I went not only to a Catholic college – until graduate school I attended only Catholic schools. I did not stay a Catholic but I did, apparently, pick up something of the missionary spirit. Perhaps that is what led me to focus as a graduate student in economics on development – that is on the question of why developing countries grow or fail to grow, and why and how their people enjoy or not higher income, better health, more education, greater justice, and more opportunities to participate in the social and political life of their communities and nations.
That focus on development studies made me eligible and pleased to work at the World Bank and then the Inter-American Development Bank for almost 20 years. These are not banks in the traditional profit-making sense but banks that work to reduce global poverty by making loans and providing advice to poor countries. For all the imperfections and failures of these development banks, one thing I can assure you of is that their staff are missionaries of development; they want to see development happen. They want to see the end of poverty in the developing world. They want to eliminate suffering and injustice, get all children in school, see the end of tyranny and conflict – they want a better life for more people everywhere, and they work hard on that mission.
After 20 years at the banks, I wanted to reduce travel and get home on time for dinner most days before my two younger children followed my eldest to college. So I left the banks and took a research position at a think tank. There I was meant to be an expert, ideally widely published and quoted – but not necessarily a missionary in the cause of development. Once there I realized I missed having a larger mission.

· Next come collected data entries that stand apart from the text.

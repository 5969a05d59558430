use super::{ChatMessage, Llm, LlmConfig, LlmProvider, LlmResponse};
use anyhow::{anyhow, Result};
use async_trait::async_trait;
use serde::{Deserialize, Serialize};
use std::time::Duration;
use tracing::debug;

/// Native Ollama provider (/api/chat)
pub struct OllamaProvider {
    config: LlmConfig,
    client: reqwest::Client,
}

#[derive(Debug, Serialize)]
struct OllamaRequest {
    model: String,
    messages: Vec<ChatMessage>,
    stream: bool,
    options: OllamaOptions,
}

#[derive(Debug, Serialize)]
struct OllamaOptions {
    temperature: f32,
}

#[derive(Debug, Deserialize)]
struct OllamaResponse {
    message: ChatMessage,
    #[serde(default)]
    prompt_eval_count: Option<u32>,
    #[serde(default)]
    eval_count: Option<u32>,
}

impl OllamaProvider {
    pub fn new(config: LlmConfig) -> Result<Self> {
        let client = reqwest::Client::builder()
            .timeout(Duration::from_secs(config.timeout_seconds))
            .build()?;

        Ok(Self { config, client })
    }

    fn url(&self, path: &str) -> String {
        format!("{}{}", self.config.endpoint.trim_end_matches('/'), path)
    }
}

#[async_trait]
impl Llm for OllamaProvider {
    async fn chat(&self, messages: Vec<ChatMessage>) -> Result<LlmResponse> {
        let request = OllamaRequest {
            model: self.config.model.clone(),
            messages,
            stream: false,
            options: OllamaOptions {
                temperature: self.config.temperature,
            },
        };

        let url = self.url("/api/chat");
        debug!("Sending request to Ollama at {}", url);

        let response = self.client.post(&url).json(&request).send().await?;

        if !response.status().is_success() {
            let status = response.status();
            let text = response.text().await.unwrap_or_default();
            return Err(anyhow!("Ollama API error {}: {}", status, text));
        }

        let ollama_response: OllamaResponse = response.json().await?;

        let tokens_used = match (ollama_response.prompt_eval_count, ollama_response.eval_count) {
            (None, None) => None,
            (prompt, eval) => Some(prompt.unwrap_or(0) + eval.unwrap_or(0)),
        };

        Ok(LlmResponse {
            content: ollama_response.message.content,
            tokens_used,
        })
    }

    async fn is_available(&self) -> bool {
        // Listing installed models doubles as a health check
        match self.client.get(self.url("/api/tags")).send().await {
            Ok(response) => response.status().is_success(),
            Err(_) => false,
        }
    }

    fn provider_type(&self) -> LlmProvider {
        LlmProvider::Ollama
    }
}

/// OpenAI-compatible provider (LM Studio and similar local servers)
pub struct OpenAiCompatProvider {
    config: LlmConfig,
    client: reqwest::Client,
}

#[derive(Debug, Serialize)]
struct OpenAiRequest {
    model: String,
    messages: Vec<ChatMessage>,
    temperature: f32,
}

#[derive(Debug, Deserialize)]
struct OpenAiResponse {
    choices: Vec<OpenAiChoice>,
    usage: Option<OpenAiUsage>,
}

#[derive(Debug, Deserialize)]
struct OpenAiChoice {
    message: ChatMessage,
}

#[derive(Debug, Deserialize)]
struct OpenAiUsage {
    total_tokens: u32,
}

impl OpenAiCompatProvider {
    pub fn new(config: LlmConfig) -> Result<Self> {
        let client = reqwest::Client::builder()
            .timeout(Duration::from_secs(config.timeout_seconds))
            .build()?;

        Ok(Self { config, client })
    }

    fn url(&self, path: &str) -> String {
        format!("{}{}", self.config.endpoint.trim_end_matches('/'), path)
    }
}

#[async_trait]
impl Llm for OpenAiCompatProvider {
    async fn chat(&self, messages: Vec<ChatMessage>) -> Result<LlmResponse> {
        let request = OpenAiRequest {
            model: self.config.model.clone(),
            messages,
            temperature: self.config.temperature,
        };

        let url = self.url("/v1/chat/completions");
        debug!("Sending request to OpenAI-compatible server at {}", url);

        let response = self.client.post(&url).json(&request).send().await?;

        if !response.status().is_success() {
            let status = response.status();
            let text = response.text().await.unwrap_or_default();
            return Err(anyhow!("LLM API error {}: {}", status, text));
        }

        let llm_response: OpenAiResponse = response.json().await?;

        let content = llm_response
            .choices
            .first()
            .ok_or_else(|| anyhow!("No response from LLM server"))?
            .message
            .content
            .clone();

        let tokens_used = llm_response.usage.map(|u| u.total_tokens);

        Ok(LlmResponse {
            content,
            tokens_used,
        })
    }

    async fn is_available(&self) -> bool {
        match self.client.get(self.url("/v1/models")).send().await {
            Ok(response) => response.status().is_success(),
            Err(_) => false,
        }
    }

    fn provider_type(&self) -> LlmProvider {
        LlmProvider::OpenAiCompat
    }
}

Then along came a gentleman from Silicon Valley wanting to put many millions of dollars into starting a new and different kind of think tank – not a think tank for the sake of research, but a think tank with a mission – to make a difference in the lives of the world’s poor by bringing independent analysis and evidence to bear on the migration, trade, aid and other policies and practices of the United States and other rich countries, and of the World Bank, the United Nations and other powerful rich world institutions that matter for the world’s poor. And so I became the founding president of the Center for Global Development.

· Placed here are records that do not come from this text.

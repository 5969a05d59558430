//! Video transcription pipeline: extract the audio track from a video file,
//! transcribe it with a Whisper backend and optionally turn the transcript
//! into tutorial-style notes through a locally running LLM server.

pub mod audio;
pub mod config;
pub mod llm;
pub mod output;
pub mod pipeline;
pub mod transcription;
pub mod video;

// Re-export main types for easy access
pub use crate::audio::{AudioExtractor, AudioInfo};
pub use crate::config::Config;
pub use crate::llm::notes::NoteGenerator;
pub use crate::llm::{LlmConfig, LlmProvider};
pub use crate::output::{TranscriptFormat, TranscriptWriter};
pub use crate::pipeline::{Pipeline, PipelineReport, PipelineRequest, ProcessingStage};
pub use crate::transcription::{TranscriptionResult, TranscriptionSegment, WhisperTranscriber};
pub use crate::video::{VideoInfo, VideoProber};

I was lucky (there’s that luck again). Over the years, I landed in good jobs in a field of work that is not only analytically challenging but is morally compelling. I found my mission. I got to be a wonky missionary.

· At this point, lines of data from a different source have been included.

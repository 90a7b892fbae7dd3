//! Engine tests against live Redis and PostgreSQL instances.
//!
//! Run with `cargo test -p tessera-storage --features store-tests`.
//! Endpoints come from `TESSERA_TEST_REDIS_URL` and `TESSERA_TEST_DATABASE_URL`.

#![cfg(feature = "store-tests")]

use chrono::{Duration as ChronoDuration, Utc};
use std::time::Duration;
use tessera_core::{ActionClass, EntryKey, TenantId};
use tessera_storage::{
    DurableStore, FastStore, PgConfig, PgDurableStore, QuotaBackend, RedisFastStore,
    RedisQuotaBackend,
};

fn redis_url() -> String {
    std::env::var("TESSERA_TEST_REDIS_URL").unwrap_or_else(|_| "127.0.0.1:6379".to_string())
}

fn pg_config() -> PgConfig {
    PgConfig {
        url: std::env::var("TESSERA_TEST_DATABASE_URL")
            .unwrap_or_else(|_| "postgres://postgres@localhost:5432/tessera_test".to_string()),
        max_size: 4,
        timeout: Duration::from_secs(5),
    }
}

/// Tenant names unique to one test run so parallel runs do not collide.
fn unique_tenant(label: &str) -> TenantId {
    let nanos = Utc::now().timestamp_nanos_opt().unwrap_or_default();
    TenantId::new(format!("{}-{}", label, nanos)).unwrap()
}

fn key(name: &str) -> EntryKey {
    EntryKey::new(name).unwrap()
}

#[tokio::test]
async fn redis_fast_store_roundtrip() {
    let store = RedisFastStore::connect(&redis_url()).await.unwrap();
    let tenant = unique_tenant("live-fast");

    store.put(&tenant, &key("cfg1"), br#"{"x":1}"#).await.unwrap();
    store.put(&tenant, &key("cfg2"), b"2").await.unwrap();

    assert_eq!(
        store.get(&tenant, &key("cfg1")).await.unwrap(),
        Some(br#"{"x":1}"#.to_vec())
    );
    assert_eq!(
        store.list_keys(&tenant).await.unwrap(),
        vec![key("cfg1"), key("cfg2")]
    );
    assert!(store.list_tenants().await.unwrap().contains(&tenant));

    assert!(store.remove(&tenant, &key("cfg1")).await.unwrap());
    assert!(!store.remove(&tenant, &key("cfg1")).await.unwrap());
    assert!(store.remove(&tenant, &key("cfg2")).await.unwrap());
    assert!(!store.list_tenants().await.unwrap().contains(&tenant));
}

#[tokio::test]
async fn redis_quota_backend_enforces_ceiling() {
    let backend = RedisQuotaBackend::connect(&redis_url()).await.unwrap();
    let tenant = unique_tenant("live-quota");
    let window = Duration::from_secs(60);

    for _ in 0..5 {
        assert!(backend
            .try_acquire(&tenant, ActionClass::Write, 5, window)
            .await
            .unwrap());
    }
    assert!(!backend
        .try_acquire(&tenant, ActionClass::Write, 5, window)
        .await
        .unwrap());
    assert!(backend
        .try_acquire(&tenant, ActionClass::Read, 5, window)
        .await
        .unwrap());
}

#[tokio::test]
async fn redis_quota_window_expires() {
    let backend = RedisQuotaBackend::connect(&redis_url()).await.unwrap();
    let tenant = unique_tenant("live-expiry");
    let window = Duration::from_millis(200);

    assert!(backend.try_acquire(&tenant, ActionClass::Write, 1, window).await.unwrap());
    assert!(!backend.try_acquire(&tenant, ActionClass::Write, 1, window).await.unwrap());

    tokio::time::sleep(Duration::from_millis(400)).await;
    assert!(backend.try_acquire(&tenant, ActionClass::Write, 1, window).await.unwrap());
}

#[tokio::test]
async fn postgres_durable_store_contract() {
    let store = PgDurableStore::connect(&pg_config()).await.unwrap();
    store.ensure_schema().await.unwrap();
    let tenant = unique_tenant("live-durable");
    let now = Utc::now();

    store
        .upsert(&tenant, &key("b"), b"12345", now - ChronoDuration::seconds(30))
        .await
        .unwrap();
    store
        .upsert(&tenant, &key("a"), b"123", now)
        .await
        .unwrap();

    assert_eq!(store.footprint(&tenant).await.unwrap(), 8);
    let (oldest, _) = store.oldest(&tenant).await.unwrap().unwrap();
    assert_eq!(oldest, key("b"));

    store.upsert(&tenant, &key("b"), b"1", now).await.unwrap();
    assert_eq!(store.footprint(&tenant).await.unwrap(), 4);
    let (value, _) = store.get(&tenant, &key("b")).await.unwrap().unwrap();
    assert_eq!(value, b"1".to_vec());

    assert!(store.delete(&tenant, &key("a")).await.unwrap());
    assert!(store.delete(&tenant, &key("b")).await.unwrap());
    assert!(!store.delete(&tenant, &key("b")).await.unwrap());
    assert_eq!(store.footprint(&tenant).await.unwrap(), 0);
    assert_eq!(store.oldest(&tenant).await.unwrap(), None);
}

#[tokio::test]
async fn postgres_oldest_tie_break_is_byte_order() {
    let store = PgDurableStore::connect(&pg_config()).await.unwrap();
    store.ensure_schema().await.unwrap();
    let tenant = unique_tenant("live-tie");
    let now = Utc::now();

    store.upsert(&tenant, &key("a"), b"1", now).await.unwrap();
    store.upsert(&tenant, &key("B"), b"1", now).await.unwrap();

    let (oldest, _) = store.oldest(&tenant).await.unwrap().unwrap();
    assert_eq!(oldest, key("B"));

    store.delete(&tenant, &key("a")).await.unwrap();
    store.delete(&tenant, &key("B")).await.unwrap();
}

One last reflection. I believe that a mission has to do with bringing your ambitions and talents somehow to the common good. Much of what constitutes the common good in this country is at risk today –environmental protections, applications of science to better health, to our climate crisis, ongoing reforms of the criminal justice system, women’s reproductive rights, African-Americans’ voting rights, Muslims’ freedom to exercise their religion without fear, for all of us to democracy itself. It’s painful for me; I work on global development at a moment when “global” – the idea of making the rest of the world, beyond America, a better place – is out of fashion, in favor of what President Trump calls putting America first.
For many of you, I hope you find a mission – whether here in Baltimore, in this country, or in the world, that has to do with resisting the attitudes and policies here at home that are putting the lives of our own children and grandchildren, and of the world’s children and grandchildren, at risk.
So tomorrow, and in all the days ahead, remember you are lucky – lucky among other reasons to be a graduate of NDMU; and look for and follow your mission -- find your way of working as a modern missionary for the common good, in your community, your city, country or the larger world.
That’s starting tomorrow. Today and tonight: Let us celebrate!
Congratulations to the class of 2017!